▶ **How to complete this task**:
Reproduce all entries verbatim, with nothing added or dropped.

▶ **Given information**:
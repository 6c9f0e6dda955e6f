//! Deterministic replay of curation pool scenarios.
//!
//! A [`Scenario`] describes genesis balances, pool parameters, and an
//! ordered list of [`Action`]s. The [`ReplayEngine`] composes a fresh
//! [`State`], resolves each action into a typed [`Operation`], applies it,
//! and records a projection of the state after every step.
//!
//! # Targets
//!
//! - `chain` -- `SLEEP`, `STEP`
//! - `reserveToken` -- `TRANSFER`, `MINT`
//! - `curationPool` -- `DEPOSIT`, `WITHDRAW`, `BUY_SHARES`, `CLAIM`,
//!   `MINT_SHARES`, `DISTRIBUTE_ROYALTIES`, `CLAIM_ROYALTIES`,
//!   `TRANSFER_SHARES`

pub mod action;
pub mod engine;
pub mod error;
pub mod projection;
pub mod scenario;
pub mod state;

pub use action::{Action, ActionArg, ActionKind, Operation, Target};
pub use engine::{FailurePolicy, ReplayEngine, Trace, TraceRecord, INITIAL_STATE};
pub use error::{ReplayError, ReplayResult};
pub use projection::StateProjection;
pub use scenario::Scenario;
pub use state::State;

▶ **Task solution**:
repository 6c9f0e6dda955e6f
//! Deterministic replay of curation pool scenarios.
//!
//! A [`Scenario`] describes genesis balances, pool parameters, and an
//! ordered list of [`Action`]s. The [`ReplayEngine`] composes a fresh
//! [`State`], resolves each action into a typed [`Operation`], applies it,
//! and records a projection of the state after every step.
//!
//! # Targets
//!
//! - `chain` -- `SLEEP`, `STEP`
//! - `reserveToken` -- `TRANSFER`, `MINT`
//! - `curationPool` -- `DEPOSIT`, `WITHDRAW`, `BUY_SHARES`, `CLAIM`,
//!   `MINT_SHARES`, `DISTRIBUTE_ROYALTIES`, `CLAIM_ROYALTIES`,
//!   `TRANSFER_SHARES`

pub mod action;
pub mod engine;
pub mod error;
pub mod projection;
pub mod scenario;
pub mod state;

pub use action::{Action, ActionArg, ActionKind, Operation, Target};
pub use engine::{FailurePolicy, ReplayEngine, Trace, TraceRecord, INITIAL_STATE};
pub use error::{ReplayError, ReplayResult};
pub use projection::StateProjection;
pub use scenario::Scenario;
pub use state::State;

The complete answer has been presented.